Answer:
Explanation:
To find the points of inflection and discuss the concavity of the function f(x) = sin(x) + cos(x) on the interval (0, 2π), we need to determine the second derivative of the function and analyze its behavior.
First, let's find the first derivative of f(x):
f'(x) = d/dx(sin(x) + cos(x)) = cos(x) - sin(x)
Now, let's find the second derivative of f(x):
f''(x) = d/dx(cos(x) - sin(x)) = -sin(x) - cos(x)
To locate the points of inflection, we need to find where the second derivative changes sign. In other words, we want to find x-values where f''(x) = 0 or does not exist.
Setting f''(x) = 0, we have:
-sin(x) - cos(x) = 0
Rearranging the equation, we get:
sin(x) = -cos(x)
Dividing both sides by cos(x), we have:
tan(x) = -1
On the interval (0, 2π), the solutions to this equation are x = 3π/4 and x = 7π/4.
Now, let's analyze the concavity of f(x) using the sign of f''(x).
For x in the interval (0, 3π/4):
Taking a test value, let's choose x = π/2. Substituting this value into f''(x) = -sin(x) - cos(x), we get f''(π/2) = -1 - 0 = -1. Since f''(x) is negative in this interval, the function is concave downward.
For x in the interval (3π/4, 7π/4):
Taking a test value, let's choose x = π. Substituting this value into f''(x) = -sin(x) - cos(x), we get f''(π) = 0 - (-1) = 1. Since f''(x) is positive in this interval, the function is concave upward.
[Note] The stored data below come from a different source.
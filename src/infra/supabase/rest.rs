use anyhow::{Context, Result, anyhow};
use async_trait::async_trait;
use reqwest::header::{ACCEPT, CONTENT_TYPE, HeaderValue};
use reqwest::{Method, Request, Url};
use serde::de::DeserializeOwned;
use serde::{Deserialize, Serialize};
use tracing::debug;

use crate::config::BackendConfig;
use crate::fetch::auth::ApiKey;
use crate::fetch::{BasicClient, HttpClient, send, send_json};
use crate::models::{
    Class, Grade, LearningObjective, ObjectiveResult, Outcome, Student, StudentOutcomes,
};
use crate::services::GradebookStore;

const PREFER: &str = "prefer";
const RETURN_REPRESENTATION: &str = "return=representation";

/// Stored form of an outcome slot: unset slots are `NULL`.
fn column(outcome: Outcome) -> Option<&'static str> {
    match outcome {
        Outcome::Unset => None,
        other => Some(other.as_str()),
    }
}

fn outcome(column: Option<&str>) -> Outcome {
    column.map(Outcome::from_cell).unwrap_or_default()
}

#[derive(Serialize)]
struct NewClass<'a> {
    name: &'a str,
    instructor_id: &'a str,
}

#[derive(Serialize)]
struct NewStudent<'a> {
    class_id: i64,
    student_number: &'a str,
    name: &'a str,
    #[serde(skip_serializing_if = "Option::is_none")]
    email: Option<&'a str>,
}

#[derive(Serialize)]
struct StudentEmail<'a> {
    email: &'a str,
}

#[derive(Serialize)]
struct NewObjective<'a> {
    class_id: i64,
    name: &'a str,
}

#[derive(Serialize)]
struct GradeScores {
    top_score: Option<&'static str>,
    second_score: Option<&'static str>,
}

#[derive(Serialize)]
struct NewGrade {
    student_id: i64,
    learning_objective_id: i64,
    #[serde(flatten)]
    scores: GradeScores,
}

#[derive(Deserialize)]
struct IdRow {
    id: i64,
}

#[derive(Deserialize)]
struct GradeRow {
    id: i64,
    student_id: i64,
    learning_objective_id: i64,
    top_score: Option<String>,
    second_score: Option<String>,
}

impl From<GradeRow> for Grade {
    fn from(row: GradeRow) -> Self {
        Grade {
            id: row.id,
            student_id: row.student_id,
            learning_objective_id: row.learning_objective_id,
            top_score: outcome(row.top_score.as_deref()),
            second_score: outcome(row.second_score.as_deref()),
        }
    }
}

#[derive(Deserialize)]
struct ObjectiveName {
    name: String,
}

#[derive(Deserialize)]
struct JoinedGrade {
    id: i64,
    top_score: Option<String>,
    second_score: Option<String>,
    learning_objectives: Option<ObjectiveName>,
}

#[derive(Deserialize)]
struct JoinedStudent {
    id: i64,
    name: String,
    student_number: String,
    #[serde(default)]
    grades: Vec<JoinedGrade>,
}

const CLASS_OUTCOMES_SELECT: &str =
    "id,name,student_number,grades(id,top_score,second_score,learning_objectives(name))";

/// [`GradebookStore`] backed by a PostgREST-style REST API
/// (`<url>/rest/v1/<table>`).
pub struct RestStore<C> {
    base_url: Url,
    client: C,
}

impl RestStore<ApiKey<BasicClient>> {
    /// Connects with the project key sent as both `apikey` and bearer token.
    pub fn connect(config: &BackendConfig) -> Result<Self> {
        let client = ApiKey::service_key(BasicClient::new(config.timeout)?, &config.key)?;
        Self::with_client(&config.url, client)
    }
}

impl<C: HttpClient> RestStore<C> {
    pub fn with_client(base_url: &str, client: C) -> Result<Self> {
        let mut base = base_url.trim_end_matches('/').to_string();
        base.push('/');
        let base_url = Url::parse(&base).with_context(|| format!("invalid backend URL '{base_url}'"))?;
        Ok(Self { base_url, client })
    }

    fn request(&self, method: Method, table: &str, query: &[(&str, String)]) -> Result<Request> {
        let mut url = self.base_url.join(&format!("rest/v1/{table}"))?;
        if !query.is_empty() {
            let mut pairs = url.query_pairs_mut();
            for (key, value) in query {
                pairs.append_pair(key, value);
            }
        }

        let mut req = Request::new(method, url);
        req.headers_mut()
            .insert(ACCEPT, HeaderValue::from_static("application/json"));
        Ok(req)
    }

    fn with_body(mut req: Request, body: &impl Serialize) -> Result<Request> {
        req.headers_mut()
            .insert(CONTENT_TYPE, HeaderValue::from_static("application/json"));
        *req.body_mut() = Some(serde_json::to_vec(body)?.into());
        Ok(req)
    }

    async fn select<T: DeserializeOwned>(&self, table: &str, query: &[(&str, String)]) -> Result<Vec<T>> {
        let req = self.request(Method::GET, table, query)?;
        send_json(&self.client, req).await
    }

    async fn select_one<T: DeserializeOwned>(
        &self,
        table: &str,
        query: &[(&str, String)],
    ) -> Result<Option<T>> {
        let mut query = query.to_vec();
        query.push(("limit", "1".to_string()));
        let rows: Vec<T> = self.select(table, &query).await?;
        Ok(rows.into_iter().next())
    }

    /// Inserts one row and returns the stored representation.
    async fn insert<R: DeserializeOwned>(&self, table: &str, row: &impl Serialize) -> Result<R> {
        let mut req = Self::with_body(self.request(Method::POST, table, &[])?, row)?;
        req.headers_mut()
            .insert(PREFER, HeaderValue::from_static(RETURN_REPRESENTATION));

        let rows: Vec<R> = send_json(&self.client, req).await?;
        rows.into_iter()
            .next()
            .ok_or_else(|| anyhow!("insert into {table} returned no row"))
    }
}

fn eq(value: impl std::fmt::Display) -> String {
    format!("eq.{value}")
}

#[async_trait]
impl<C: HttpClient> GradebookStore for RestStore<C> {
    async fn create_class(&self, instructor_id: &str, name: &str) -> Result<Class> {
        self.insert("classes", &NewClass {
            name,
            instructor_id,
        })
        .await
    }

    async fn find_class(&self, class_id: i64) -> Result<Option<Class>> {
        self.select_one("classes", &[("id", eq(class_id))]).await
    }

    async fn list_classes(&self, instructor_id: &str) -> Result<Vec<Class>> {
        self.select(
            "classes",
            &[
                ("instructor_id", eq(instructor_id)),
                ("order", "id.asc".to_string()),
            ],
        )
        .await
    }

    async fn find_student(&self, class_id: i64, student_number: &str) -> Result<Option<Student>> {
        self.select_one(
            "students",
            &[
                ("class_id", eq(class_id)),
                ("student_number", eq(student_number)),
            ],
        )
        .await
    }

    async fn insert_student(
        &self,
        class_id: i64,
        student_number: &str,
        name: &str,
        email: Option<&str>,
    ) -> Result<i64> {
        let row: IdRow = self
            .insert("students", &NewStudent {
                class_id,
                student_number,
                name,
                email,
            })
            .await?;
        Ok(row.id)
    }

    async fn set_student_email(&self, student_id: i64, email: &str) -> Result<()> {
        let req = self.request(Method::PATCH, "students", &[("id", eq(student_id))])?;
        let req = Self::with_body(req, &StudentEmail { email })?;
        send(&self.client, req).await?;
        Ok(())
    }

    async fn is_enrolled(&self, class_id: i64, email: &str) -> Result<bool> {
        let row: Option<IdRow> = self
            .select_one(
                "students",
                &[
                    ("select", "id".to_string()),
                    ("class_id", eq(class_id)),
                    ("email", eq(email)),
                ],
            )
            .await?;
        Ok(row.is_some())
    }

    async fn find_objective(&self, class_id: i64, name: &str) -> Result<Option<LearningObjective>> {
        self.select_one(
            "learning_objectives",
            &[("class_id", eq(class_id)), ("name", eq(name))],
        )
        .await
    }

    async fn insert_objective(&self, class_id: i64, name: &str) -> Result<i64> {
        let row: IdRow = self
            .insert("learning_objectives", &NewObjective { class_id, name })
            .await?;
        Ok(row.id)
    }

    async fn list_objectives(&self, class_id: i64) -> Result<Vec<LearningObjective>> {
        self.select(
            "learning_objectives",
            &[("class_id", eq(class_id)), ("order", "id.asc".to_string())],
        )
        .await
    }

    async fn find_grade(&self, student_id: i64, objective_id: i64) -> Result<Option<Grade>> {
        let row: Option<GradeRow> = self
            .select_one(
                "grades",
                &[
                    ("student_id", eq(student_id)),
                    ("learning_objective_id", eq(objective_id)),
                ],
            )
            .await?;
        Ok(row.map(Grade::from))
    }

    async fn insert_grade(
        &self,
        student_id: i64,
        objective_id: i64,
        top: Outcome,
        second: Outcome,
    ) -> Result<i64> {
        let row: IdRow = self
            .insert("grades", &NewGrade {
                student_id,
                learning_objective_id: objective_id,
                scores: GradeScores {
                    top_score: column(top),
                    second_score: column(second),
                },
            })
            .await?;
        Ok(row.id)
    }

    async fn update_grade(&self, grade_id: i64, top: Outcome, second: Outcome) -> Result<()> {
        let req = self.request(Method::PATCH, "grades", &[("id", eq(grade_id))])?;
        let req = Self::with_body(req, &GradeScores {
            top_score: column(top),
            second_score: column(second),
        })?;
        send(&self.client, req).await?;
        Ok(())
    }

    async fn class_outcomes(&self, class_id: i64) -> Result<Vec<StudentOutcomes>> {
        let rows: Vec<JoinedStudent> = self
            .select(
                "students",
                &[
                    ("select", CLASS_OUTCOMES_SELECT.to_string()),
                    ("class_id", eq(class_id)),
                    ("order", "id.asc".to_string()),
                ],
            )
            .await?;
        debug!(class_id, students = rows.len(), "Fetched class outcomes");

        Ok(rows
            .into_iter()
            .map(|mut student| {
                student.grades.sort_by_key(|g| g.id);
                StudentOutcomes {
                    student_id: student.id,
                    name: student.name,
                    student_number: student.student_number,
                    outcomes: student
                        .grades
                        .into_iter()
                        .filter_map(|g| {
                            let objective = g.learning_objectives?.name;
                            Some(ObjectiveResult {
                                objective,
                                top_score: outcome(g.top_score.as_deref()),
                                second_score: outcome(g.second_score.as_deref()),
                            })
                        })
                        .collect(),
                }
            })
            .collect())
    }
}
//! Sign-up, sign-in and the per-request authentication context.

use axum::{
    Json,
    async_trait,
    extract::{FromRequestParts, State, rejection::JsonRejection},
    http::{header::AUTHORIZATION, request::Parts},
};
use serde::{Deserialize, Serialize};
use tracing::{info, warn};

use super::{ApiError, AppState};
use crate::models::Class;
use crate::services::{AuthUser, Role};

/// The signed-in user of the current request.
///
/// Extracted from `Authorization: Bearer <token>` by asking the auth
/// service who the token belongs to. Handlers that take this argument
/// reject anonymous requests with 401.
#[derive(Debug, Clone)]
pub struct AuthContext {
    pub user: AuthUser,
}

impl AuthContext {
    pub fn require_instructor(&self) -> Result<(), ApiError> {
        match self.user.role {
            Role::Instructor => Ok(()),
            Role::Student => Err(ApiError::Forbidden("Only instructors can do that")),
        }
    }

    pub fn owns(&self, class: &Class) -> bool {
        self.user.role == Role::Instructor && class.instructor_id == self.user.id
    }
}

fn bearer_token(parts: &Parts) -> Option<&str> {
    parts
        .headers
        .get(AUTHORIZATION)?
        .to_str()
        .ok()?
        .strip_prefix("Bearer ")
        .map(str::trim)
        .filter(|token| !token.is_empty())
}

#[async_trait]
impl FromRequestParts<AppState> for AuthContext {
    type Rejection = ApiError;

    async fn from_request_parts(parts: &mut Parts, state: &AppState) -> Result<Self, Self::Rejection> {
        let token = bearer_token(parts).ok_or(ApiError::Unauthorized)?;
        match state.auth.user_for_token(token).await {
            Ok(user) => Ok(AuthContext { user }),
            Err(e) => {
                warn!(error = %e, "Rejected access token");
                Err(ApiError::Unauthorized)
            }
        }
    }
}

#[derive(Debug, Deserialize)]
pub struct SignUpRequest {
    pub email: String,
    pub password: String,
    /// Chosen by the caller. A student account can only read classes whose
    /// roster lists its email, so picking the role grants no data access.
    #[serde(default)]
    pub role: Role,
}

#[derive(Debug, Deserialize)]
pub struct SignInRequest {
    pub email: String,
    pub password: String,
}

/// Outcome of a sign-up or sign-in. Failures are reported in-band with
/// `success: false` and the provider's message.
#[derive(Debug, Serialize, Default)]
pub struct SessionResponse {
    pub success: bool,
    #[serde(skip_serializing_if = "Option::is_none")]
    pub message: Option<String>,
    #[serde(skip_serializing_if = "Option::is_none")]
    pub access_token: Option<String>,
    #[serde(skip_serializing_if = "Option::is_none")]
    pub role: Option<Role>,
}

impl SessionResponse {
    fn failed(message: String) -> Self {
        Self {
            success: false,
            message: Some(message),
            ..Self::default()
        }
    }
}

/// POST /api/signup
pub async fn signup(
    State(state): State<AppState>,
    req: Result<Json<SignUpRequest>, JsonRejection>,
) -> Result<Json<SessionResponse>, ApiError> {
    let Json(req) = req?;
    let response = match state.auth.sign_up(&req.email, &req.password, req.role).await {
        Ok(user) => {
            info!(user_id = %user.id, role = ?user.role, "User signed up");
            SessionResponse {
                success: true,
                role: Some(user.role),
                ..SessionResponse::default()
            }
        }
        Err(e) => {
            warn!(error = %e, "Sign-up failed");
            SessionResponse::failed(e.to_string())
        }
    };
    Ok(Json(response))
}

/// POST /api/signin
pub async fn signin(
    State(state): State<AppState>,
    req: Result<Json<SignInRequest>, JsonRejection>,
) -> Result<Json<SessionResponse>, ApiError> {
    let Json(req) = req?;
    let response = match state.auth.sign_in(&req.email, &req.password).await {
        Ok(session) => SessionResponse {
            success: true,
            access_token: Some(session.access_token),
            role: Some(session.user.role),
            ..SessionResponse::default()
        },
        Err(e) => {
            warn!(error = %e, "Sign-in failed");
            SessionResponse::failed(e.to_string())
        }
    };
    Ok(Json(response))
}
For x in the interval (7π/4, 2π):
Taking a test value, let's choose x = 5π/2. Substituting this value into f''(x) = -sin(x) - cos(x), we get f''(5π/2) = 0 - 0 = 0. Since f''(x) is zero in this interval, we cannot determine the concavity conclusively.
In summary:
The points of inflection for the function f(x) = sin(x) + cos(x) on the interval (0, 2π) are x = 3π/4 and x = 7π/4.
The function is concave downward on the interval (0, 3π/4) and concave upward on the interval (3π/4, 7π/4).
The concavity cannot be determined conclusively on the interval (7π/4, 2π) as f''(x) = 0 in this interval.